Воспоминания о революционном Новониколаевске (1904-1920 гг.) (Никитин, Шеин) - страница 40

На второй же день Федор и Алексей отправились на работу. Настроение у, Федора было приподнятое, он улыбался, что-то напевал, радовался, что возвращался к любимому делу, к общению с рабочими. С помощью Гастева и Григорьева он устроился слесарем на макаронную фабрику. С этого времени Федор целиком отдается партийной подпольной работе.

Помню, как волновалась я, когда Федор после смены не возвращался домой. С сыном-малышом на руках и девочками, которые цеплялись за мое платье, отправлялась я на фабрику. Федор выходил к нам усталый, но неизменно ласковый и добрый, и мы шли домой. Случалось и так, что он, проводив нас, возвращался обратно на фабрику или к товарищам по партийному подполью.

В Новониколаевске мы встретили февральскую революцию. В дни выборов в первые Советы Федор Иванович дни и ночи проводил в воинских частях, на предприятиях, ездил в близлежащие села, деревни. Его пламенные, проникновенные речи сыграли немаловажную роль, воздействуя на массы, вовлекая их в новое русло общественной жизни.

Партийная и советская работа поглотила Федора Ивановича целиком. Для личной жизни, для маленьких детей ни часа времени не оставалось. Обстановка была напряженной, борьба с эсерами и кулачьем в гарнизоне отнимала у него много сил и времени. А нам, мне и детям, без его внимания и постоянной заботы в это тревожное время жилось трудно. По совету товарищей Федор Иванович решил отправить меня и детей на некоторое время в Одессу к моим родным.

Собрали узелки, корзинку, сели на подводу. Федор взял обеих девочек, я — сына, и тронулись на вокзал.

Когда стали пробираться к вагонам, битком наполненными людьми, Таня и Катя стали громко плакать и не отпускали от себя отца. Помню ясно его прощание с нами. Он стоял на перроне грустный, расстроенный, не зная, надолго ли приходится расставаться с семьей. С трудом нас втиснули в теплушку.
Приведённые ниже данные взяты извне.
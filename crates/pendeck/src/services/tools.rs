//! Tool presets: template lookup, execution and result files.
//!
//! Results land in `<results_dir>/<tool>_<preset>_<YYYYmmdd_HHMMSS>.txt`:
//!
//! ```text
//! Tool: nmap
//! Command: quick_scan
//! Target: 10.0.0.1
//! Timestamp: 2026-03-01T12:00:00+00:00
//! ==================================================
//!
//! <output>
//! ```

use std::fs;
use std::path::{Path, PathBuf};
use std::sync::Arc;
use std::time::{Duration, SystemTime};

use chrono::Local;

use super::{CommandExecutor, ServiceError};
use crate::config::{self, SharedConfig};

/// Port substituted for `{port}`.
pub const DEFAULT_PORT: u16 = 80;

/// How many result names "View Results" lists.
pub const RECENT_RESULTS_LIMIT: usize = 10;

const RULE_WIDTH: usize = 50;

/// One completed tool invocation.
#[derive(Debug, Clone, PartialEq, Eq)]
pub struct ToolRun {
    /// Display-ready output
    pub output: String,
    /// Killed at the deadline
    pub timed_out: bool,
    /// Result file, when saving is enabled and succeeded
    pub saved: Option<PathBuf>,
}

/// Runs configured tool presets and manages the results directory.
pub struct ToolRunner {
    executor: Arc<dyn CommandExecutor>,
    config: SharedConfig,
}

impl core::fmt::Debug for ToolRunner {
    fn fmt(&self, f: &mut core::fmt::Formatter<'_>) -> core::fmt::Result {
        f.debug_struct("ToolRunner")
            .field("results_dir", &config::read(&self.config).results_dir())
            .finish_non_exhaustive()
    }
}

/// Fill `{target}` and `{port}` in a command template.
pub fn substitute(template: &str, target: &str) -> String {
    template
        .replace("{target}", target)
        .replace("{port}", &DEFAULT_PORT.to_string())
}

impl ToolRunner {
    /// Runner over `executor`, reading templates and limits from `config`.
    pub fn new(executor: Arc<dyn CommandExecutor>, config: SharedConfig) -> Self {
        Self { executor, config }
    }

    /// Run `tools.<tool>.<preset>` against `target`.
    pub fn run_preset(&self, tool: &str, preset: &str, target: &str) -> Result<ToolRun, ServiceError> {
        let template = config::read(&self.config)
            .tool_command(tool, preset)
            .ok_or_else(|| ServiceError::UnknownCommand {
                tool: tool.to_string(),
                preset: preset.to_string(),
            })?;
        let command = substitute(&template, target);
        self.run(tool, preset, target, &command)
    }

    /// Bound applied to the next tool run
    pub fn scan_timeout(&self) -> Duration {
        config::read(&self.config).scan_timeout()
    }

    /// Change the bound for later tool runs and persist it.
    pub fn set_scan_timeout(&self, seconds: u64) -> Result<(), ServiceError> {
        config::write(&self.config).set_scan_timeout(seconds)?;
        Ok(())
    }

    /// Run a free-form command line, saved under `<tool>_custom_*`.
    pub fn run_custom(&self, tool: &str, command: &str) -> Result<ToolRun, ServiceError> {
        self.run(tool, "custom", "N/A", command)
    }

    fn run(&self, tool: &str, preset: &str, target: &str, command: &str) -> Result<ToolRun, ServiceError> {
        let (timeout, auto_save) = {
            let cfg = config::read(&self.config);
            (cfg.scan_timeout(), cfg.auto_save_results())
        };
        let exec = self.executor.execute(command, timeout)?;

        let saved = if auto_save {
            match self.save_result(tool, preset, target, &exec.output) {
                Ok(path) => Some(path),
                Err(e) => {
                    tracing::error!("failed to save {tool} result: {e}");
                    None
                }
            }
        } else {
            None
        };

        Ok(ToolRun {
            output: exec.output,
            timed_out: exec.timed_out,
            saved,
        })
    }

    /// Write one result file and prune old ones.
    pub fn save_result(&self, tool: &str, preset: &str, target: &str, output: &str) -> Result<PathBuf, ServiceError> {
        let (dir, keep) = {
            let cfg = config::read(&self.config);
            (cfg.results_dir(), cfg.max_results_files())
        };
        fs::create_dir_all(&dir)?;

        let now = Local::now();
        let stem = format!("{tool}_{preset}_{}", now.format("%Y%m%d_%H%M%S"));
        let path = unique_path(&dir, &stem);

        let body = format!(
            "Tool: {tool}\nCommand: {preset}\nTarget: {target}\nTimestamp: {}\n{}\n\n{output}",
            now.to_rfc3339(),
            "=".repeat(RULE_WIDTH),
        );
        fs::write(&path, body)?;
        tracing::info!("result saved to {}", path.display());

        self.prune(&dir, keep)?;
        Ok(path)
    }

    fn prune(&self, dir: &Path, keep: usize) -> Result<(), ServiceError> {
        let files = results_by_age(dir)?;
        for (path, _) in files.iter().skip(keep) {
            if let Err(e) = fs::remove_file(path) {
                tracing::warn!("could not remove old result {}: {e}", path.display());
            } else {
                tracing::debug!("pruned {}", path.display());
            }
        }
        Ok(())
    }

    /// Result file names, newest first.
    pub fn recent_results(&self, limit: usize) -> Result<Vec<String>, ServiceError> {
        let dir = config::read(&self.config).results_dir();
        if !dir.exists() {
            return Ok(Vec::new());
        }
        Ok(results_by_age(&dir)?
            .into_iter()
            .take(limit)
            .filter_map(|(path, _)| path.file_name().and_then(|n| n.to_str()).map(str::to_string))
            .collect())
    }

    /// Contents of a result file by name. Names containing path
    /// separators are rejected.
    pub fn result_content(&self, name: &str) -> Result<String, ServiceError> {
        if name.is_empty() || name.contains('/') || name.contains('\\') || name == ".." {
            return Err(ServiceError::Unavailable(format!("invalid result name `{name}`")));
        }
        let path = config::read(&self.config).results_dir().join(name);
        Ok(fs::read_to_string(path)?)
    }

    /// Whether `tool` is on `PATH`.
    pub fn is_tool_available(&self, tool: &str) -> bool {
        if tool.is_empty() || !tool.chars().all(|c| c.is_ascii_alphanumeric() || "-_.".contains(c)) {
            return false;
        }
        match self
            .executor
            .execute(&format!("which {tool}"), std::time::Duration::from_secs(5))
        {
            Ok(exec) => !exec.timed_out && exec.output.trim_start().starts_with('/'),
            Err(_) => false,
        }
    }
}

fn unique_path(dir: &Path, stem: &str) -> PathBuf {
    let first = dir.join(format!("{stem}.txt"));
    if !first.exists() {
        return first;
    }
    (1u32..)
        .map(|n| dir.join(format!("{stem}_{n}.txt")))
        .find(|p| !p.exists())
        .unwrap_or(first)
}

/// `.txt` files in `dir`, newest modification first.
fn results_by_age(dir: &Path) -> Result<Vec<(PathBuf, SystemTime)>, ServiceError> {
    let mut files: Vec<(PathBuf, SystemTime)> = fs::read_dir(dir)?
        .filter_map(Result::ok)
        .map(|entry| entry.path())
        .filter(|p| p.extension().is_some_and(|e| e == "txt") && p.is_file())
        .map(|p| {
            let modified = fs::metadata(&p)
                .and_then(|m| m.modified())
                .unwrap_or(SystemTime::UNIX_EPOCH);
            (p, modified)
        })
        .collect();
    files.sort_by(|a, b| b.1.cmp(&a.1).then_with(|| b.0.cmp(&a.0)));
    Ok(files)
}
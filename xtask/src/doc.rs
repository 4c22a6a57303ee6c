use anyhow::Result;
use colored::Colorize;
use std::time::Instant;

use crate::step::{self, OnFailure};

pub fn run(open: bool) -> Result<()> {
    println!();
    println!("{}", "📚 Building documentation...".cyan().bold());
    println!();

    let start = Instant::now();
    let mut args = vec!["doc", "--workspace", "--no-deps", "--document-private-items"];
    if open {
        args.push("--open");
    }
    step::run("Documentation build", "cargo", &args, OnFailure::Abort)?;

    if !open {
        println!("   {}", "Open target/doc/pendeck/index.html in your browser".dimmed());
        println!("   {}", "Or run 'cargo run -p xtask -- doc --open'".dimmed());
        println!();
    }

    step::finished("Documentation built", start);
    Ok(())
}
Таня долго не могла успокоиться, громко рыдая, все звала отца, точно чувствовала своим детским сердцем, что никогда уже его больше не увидит.

Эта сцена была столь тяжелой, так запечатлелась у всех, что всю дорогу наши попутчики трогательно заботились о моих детишках, ведь я, молодая мать, ехала одна с тремя маленькими детьми в такое время и так далеко.

Федор Иванович, несмотря на всю свою занятость, в Одессу мне и детям писал часто; он очень тосковал о детях. После нашего отъезда он весь отдался работе, жил интенсивно, напряженно, это чувствовалось по его письмам. Так, 3 августа 1917 года он писал:

«…У меня, как будто, сегодня настроение немного лучше, очевидно, оттого, что телеграф стал приносить уже успокоительные известия. Кроме того, правительство будет вынуждено взять курс своей политики влево под давлением революционных организаций, это нам говорят также последние известия. Очевидно, настанет час самой решительной и самой активной борьбы, чтобы сломить упорство этой гнусной буржуазии. Сколько еще надо сил, чтобы спасти революцию и дать восторжествовать святым идеям! Будем же надеяться!»